RECORDS SUPPLIED:
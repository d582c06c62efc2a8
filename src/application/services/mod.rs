mod backend_selector;
mod default_image;

pub use backend_selector::BackendSelector;
pub use default_image::DefaultImageCache;
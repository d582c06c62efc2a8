//! Backend identity.

/// Which backing store serves thumbnail lookups.
#[derive(Debug, Clone, Copy, PartialEq, Eq)]
pub enum BackendKind {
    /// The in-process thumbnail store: synchronous probes plus an
    /// asynchronous path for redirect resolution.
    Primary,
    /// The legacy history service: every lookup is asynchronous and
    /// correlated by a service-assigned handle.
    Legacy,
}

impl std::fmt::Display for BackendKind {
    fn fmt(&self, f: &mut std::fmt::Formatter<'_>) -> std::fmt::Result {
        match self {
            Self::Primary => write!(f, "thumbnail-store"),
            Self::Legacy => write!(f, "history-service"),
        }
    }
}
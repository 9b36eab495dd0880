//! Auction records and identifier types

use serde::{Deserialize, Serialize};

/// Identifier of a non-fungible token on the asset ledger.
pub type TokenId = u64;

/// Zero-based sequence number of an auction within one token's history.
pub type AuctionId = u64;

/// Unix timestamp in seconds.
pub type Timestamp = u64;

/// Value in the smallest currency unit.
pub type Amount = u64;

/// Account address on the asset ledger.
pub type Address = String;

/// One listing attempt for a token.
///
/// Created by `list` and mutated exactly once, by a successful `buy`.
/// Records are never deleted or reordered; the per-token sequence of
/// them is the token's full price-discovery trail.
#[derive(Debug, Clone, Serialize, Deserialize)]
pub struct Auction {
    pub token_id: TokenId,
    pub auction_id: AuctionId,
    /// Price at `start_date`, in the smallest currency unit.
    pub start_price: Amount,
    /// Currency units deducted from the price per elapsed second.
    pub price_reduction_rate: Amount,
    pub start_date: Timestamp,
    pub end_date: Timestamp,
    pub sold: bool,
    /// Settlement time; 0 until sold.
    pub sold_date: Timestamp,
    /// Amount actually tendered at settlement; 0 until sold.
    pub sold_price: Amount,
}

impl Auction {
    /// Whether this record is an open listing at `now`: not yet sold and
    /// within its `[start_date, end_date)` window.
    pub fn is_open(&self, now: Timestamp) -> bool {
        !self.sold && now >= self.start_date && now < self.end_date
    }
}
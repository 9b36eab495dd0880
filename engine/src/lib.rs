//! Tulip Market Engine
//!
//! Auction bookkeeping and pricing for a single-item Dutch-auction NFT
//! marketplace: a per-token append-only auction history with linear price
//! decay, settled atomically against an external asset ledger.
//!
//! The engine never reads a clock. Every query and mutation takes the
//! current time as an explicit parameter, supplied by the caller from
//! whatever time source its deployment trusts.

pub mod auction;
pub mod error;
pub mod events;
pub mod ledger;
pub mod market;
pub mod oracle;
pub mod pricing;

// Re-export main types
pub use auction::{Address, Amount, Auction, AuctionId, Timestamp, TokenId};
pub use error::{MarketError, Result};
pub use events::MarketEvent;
pub use ledger::AuctionLedger;
pub use market::Market;
pub use oracle::{AssetOracle, MemoryOracle, OracleError};
pub use pricing::current_price;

INSTRUCTIONS FOR THE TASK:
All of the data above should be duplicated exactly.

ANSWER TO THIS TASK:
repository d582c06c62efc2a8
filename src/application/services/mod.rs
mod backend_selector;
mod default_image;

pub use backend_selector::BackendSelector;
pub use default_image::DefaultImageCache;
repository d582c06c62efc2a8
//! Backend identity.

/// Which backing store serves thumbnail lookups.
#[derive(Debug, Clone, Copy, PartialEq, Eq)]
pub enum BackendKind {
    /// The in-process thumbnail store: synchronous probes plus an
    /// asynchronous path for redirect resolution.
    Primary,
    /// The legacy history service: every lookup is asynchronous and
    /// correlated by a service-assigned handle.
    Legacy,
}

impl std::fmt::Display for BackendKind {
    fn fmt(&self, f: &mut std::fmt::Formatter<'_>) -> std::fmt::Result {
        match self {
            Self::Primary => write!(f, "thumbnail-store"),
            Self::Legacy => write!(f, "history-service"),
        }
    }
}
repository 9b36eab495dd0880
//! Auction records and identifier types

use serde::{Deserialize, Serialize};

/// Identifier of a non-fungible token on the asset ledger.
pub type TokenId = u64;

/// Zero-based sequence number of an auction within one token's history.
pub type AuctionId = u64;

/// Unix timestamp in seconds.
pub type Timestamp = u64;

/// Value in the smallest currency unit.
pub type Amount = u64;

/// Account address on the asset ledger.
pub type Address = String;

/// One listing attempt for a token.
///
/// Created by `list` and mutated exactly once, by a successful `buy`.
/// Records are never deleted or reordered; the per-token sequence of
/// them is the token's full price-discovery trail.
#[derive(Debug, Clone, Serialize, Deserialize)]
pub struct Auction {
    pub token_id: TokenId,
    pub auction_id: AuctionId,
    /// Price at `start_date`, in the smallest currency unit.
    pub start_price: Amount,
    /// Currency units deducted from the price per elapsed second.
    pub price_reduction_rate: Amount,
    pub start_date: Timestamp,
    pub end_date: Timestamp,
    pub sold: bool,
    /// Settlement time; 0 until sold.
    pub sold_date: Timestamp,
    /// Amount actually tendered at settlement; 0 until sold.
    pub sold_price: Amount,
}

impl Auction {
    /// Whether this record is an open listing at `now`: not yet sold and
    /// within its `[start_date, end_date)` window.
    pub fn is_open(&self, now: Timestamp) -> bool {
        !self.sold && now >= self.start_date && now < self.end_date
    }
}
repository 9b36eab495dd0880
filename engine/src/lib.rs
//! Tulip Market Engine
//!
//! Auction bookkeeping and pricing for a single-item Dutch-auction NFT
//! marketplace: a per-token append-only auction history with linear price
//! decay, settled atomically against an external asset ledger.
//!
//! The engine never reads a clock. Every query and mutation takes the
//! current time as an explicit parameter, supplied by the caller from
//! whatever time source its deployment trusts.

pub mod auction;
pub mod error;
pub mod events;
pub mod ledger;
pub mod market;
pub mod oracle;
pub mod pricing;

// Re-export main types
pub use auction::{Address, Amount, Auction, AuctionId, Timestamp, TokenId};
pub use error::{MarketError, Result};
pub use events::MarketEvent;
pub use ledger::AuctionLedger;
pub use market::Market;
pub use oracle::{AssetOracle, MemoryOracle, OracleError};
pub use pricing::current_price;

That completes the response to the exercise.